Nethercraigs was originally the home ground of the Tír Conaill Harps, a Glaswegian Gaelic football team. Following their tenure, the facility continued this association with Gaelic football, becoming the home ground and primary training pitch for the Glasgow Caledonian GAA.

Queen's Park Women have also used Nethercraigs Sports Complex for some of their SWPL 2 home matches prior to the 2024-25 SWPL season.
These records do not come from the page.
//! Bounded, jittered, cancellable retry execution.
//!
//! The [`RetryExecutor`] runs an async operation under a [`RetryPolicy`]:
//! classified errors are retried with capped exponential backoff plus uniform
//! jitter, and every wait races the computed delay against the caller's
//! cancellation token. The executor is stateless after construction and safe
//! for unbounded concurrent use.

use std::fmt;
use std::future::Future;
use std::sync::Arc;
use std::time::Duration;

use rand::Rng;
use tokio_util::sync::CancellationToken;

use crate::error::{ConvergeError, ConvergeResult};

/// Pluggable retryability predicate.
///
/// The default delegates to [`ConvergeError::is_retryable`]; hosts with
/// unusual backends can swap in their own classification.
pub type RetryPredicate = Arc<dyn Fn(&ConvergeError) -> bool + Send + Sync>;

/// Backoff and retry-budget configuration. Immutable after construction.
#[derive(Debug, Clone, PartialEq)]
pub struct RetryPolicy {
    /// Maximum number of retries after the first attempt.
    pub max_retries: u32,

    /// Delay before the first retry, and the floor a negative-jittered delay
    /// is clamped to.
    pub initial_delay: Duration,

    /// Upper bound on the pre-jitter delay.
    pub max_delay: Duration,

    /// Exponential growth factor per attempt. Must be >= 1.0.
    pub factor: f64,

    /// Fraction of the delay used as the uniform jitter half-width, in
    /// [0.0, 1.0].
    pub jitter_fraction: f64,
}

impl Default for RetryPolicy {
    fn default() -> Self {
        Self {
            max_retries: 3,
            initial_delay: Duration::from_millis(100),
            max_delay: Duration::from_secs(5),
            factor: 2.0,
            jitter_fraction: 0.1,
        }
    }
}

impl RetryPolicy {
    /// Checks the policy's numeric constraints.
    ///
    /// # Errors
    /// Returns `ConvergeError::Configuration` when the factor is below 1.0,
    /// the jitter fraction is outside [0, 1], a delay is zero, or the delay
    /// bounds are inverted.
    pub fn validate(&self) -> ConvergeResult<()> {
        if self.factor < 1.0 || !self.factor.is_finite() {
            return Err(ConvergeError::configuration(format!(
                "retry factor {} must be a finite value >= 1.0",
                self.factor
            )));
        }
        if !(0.0..=1.0).contains(&self.jitter_fraction) {
            return Err(ConvergeError::configuration(format!(
                "jitter fraction {} is out of range [0.0, 1.0]",
                self.jitter_fraction
            )));
        }
        if self.initial_delay.is_zero() {
            return Err(ConvergeError::configuration(
                "initial delay must be non-zero",
            ));
        }
        if self.max_delay < self.initial_delay {
            return Err(ConvergeError::configuration(
                "max delay must be >= initial delay",
            ));
        }
        Ok(())
    }

    /// The pre-jitter delay for a zero-based attempt index:
    /// `min(initial_delay * factor^attempt, max_delay)`.
    #[must_use]
    pub fn base_delay(&self, attempt: u32) -> Duration {
        let grown = self.initial_delay.as_secs_f64() * self.factor.powi(attempt.min(64) as i32);
        let capped = grown.min(self.max_delay.as_secs_f64());
        Duration::from_secs_f64(capped)
    }

    /// The jittered delay for a zero-based attempt index.
    ///
    /// Adds a uniformly random offset in `[-d * jf, +d * jf]` to the base
    /// delay `d`. Never negative: a jittered value that would drop to or
    /// below zero is floored at `initial_delay` to avoid hot-looping.
    #[must_use]
    pub fn jittered_delay(&self, attempt: u32) -> Duration {
        let base = self.base_delay(attempt);
        if self.jitter_fraction == 0.0 {
            return base;
        }

        let half_width = base.as_secs_f64() * self.jitter_fraction;
        let offset = rand::thread_rng().gen_range(-half_width..=half_width);
        let jittered = base.as_secs_f64() + offset;
        if jittered <= 0.0 {
            self.initial_delay
        } else {
            Duration::from_secs_f64(jittered)
        }
    }
}

/// Runs operations under a retry policy.
#[derive(Clone)]
pub struct RetryExecutor {
    policy: RetryPolicy,
    retryable: RetryPredicate,
}

impl fmt::Debug for RetryExecutor {
    fn fmt(&self, f: &mut fmt::Formatter<'_>) -> fmt::Result {
        f.debug_struct("RetryExecutor")
            .field("policy", &self.policy)
            .finish_non_exhaustive()
    }
}

impl RetryExecutor {
    /// Creates an executor with the default retryability classification.
    ///
    /// # Errors
    /// Returns `ConvergeError::Configuration` if the policy is invalid.
    pub fn new(policy: RetryPolicy) -> ConvergeResult<Self> {
        Self::with_predicate(policy, Arc::new(ConvergeError::is_retryable))
    }

    /// Creates an executor with a custom retryability predicate.
    ///
    /// # Errors
    /// Returns `ConvergeError::Configuration` if the policy is invalid.
    pub fn with_predicate(policy: RetryPolicy, retryable: RetryPredicate) -> ConvergeResult<Self> {
        policy.validate()?;
        Ok(Self { policy, retryable })
    }

    /// Returns the configured policy.
    #[must_use]
    pub fn policy(&self) -> &RetryPolicy {
        &self.policy
    }

    /// Runs `op` until it succeeds, exhausts the retry budget, fails with a
    /// non-retryable error, or the token is cancelled mid-wait.
    ///
    /// # Errors
    /// The last operation error once retries are exhausted or the error is
    /// classified non-retryable, or `ConvergeError::Cancelled` if the token
    /// fires during a backoff wait.
    pub async fn execute<T, F, Fut>(&self, cancel: &CancellationToken, op: F) -> ConvergeResult<T>
    where
        F: FnMut() -> Fut,
        Fut: Future<Output = ConvergeResult<T>>,
    {
        self.execute_counted(cancel, op).await.0
    }

    /// Like [`execute`](Self::execute), additionally reporting the number of
    /// attempts made (always >= 1).
    pub async fn execute_counted<T, F, Fut>(
        &self,
        cancel: &CancellationToken,
        mut op: F,
    ) -> (ConvergeResult<T>, u32)
    where
        F: FnMut() -> Fut,
        Fut: Future<Output = ConvergeResult<T>>,
    {
        let mut attempt: u32 = 0;
        loop {
            match op().await {
                Ok(value) => {
                    if attempt > 0 {
                        tracing::debug!(attempts = attempt + 1, "operation succeeded after retries");
                    }
                    return (Ok(value), attempt + 1);
                }
                Err(err) => {
                    if attempt >= self.policy.max_retries {
                        tracing::warn!(
                            attempts = attempt + 1,
                            error = %err,
                            "retry budget exhausted"
                        );
                        return (Err(err), attempt + 1);
                    }
                    if !(self.retryable)(&err) {
                        tracing::debug!(error = %err, "error not retryable, giving up");
                        return (Err(err), attempt + 1);
                    }

                    let delay = self.policy.jittered_delay(attempt);
                    tracing::debug!(
                        attempt = attempt + 1,
                        delay_ms = delay.as_millis() as u64,
                        error = %err,
                        "retrying after backoff"
                    );

                    tokio::select! {
                        () = cancel.cancelled() => {
                            tracing::debug!(attempts = attempt + 1, "cancelled during backoff wait");
                            return (Err(ConvergeError::Cancelled), attempt + 1);
                        }
                        () = tokio::time::sleep(delay) => {}
                    }
                    attempt += 1;
                }
            }
        }
    }
}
They've since used Ochilview Park after their promotion to the SWPL.

== Facilities ==
Nethercraigs Sports Complex has many facilities:

- Artificial pitches: A 3G astro pitch suitable for football, divided into three 7-a-side pitches, plus a separate 5-a-side pitch.
- Hockey pitches: Two pitches dedicated to hockey.
- Athletics track: An outdoor track with floodlights for evening use.
- Grass pitches: Multiple pitches for football and rugby.
- Indoor facilities: Includes a gymnasium, dance studio, and spaces available for community events.
- Skate park: A designated area for skateboarding and rollerblading.

== Community ==
The complex is a hub for Pollok United, which uses the facilities to host various sporting events, including youth football leagues and fitness classes. In 2024, Glasgow City Council entered into a 25-year lease agreement with Pollok United.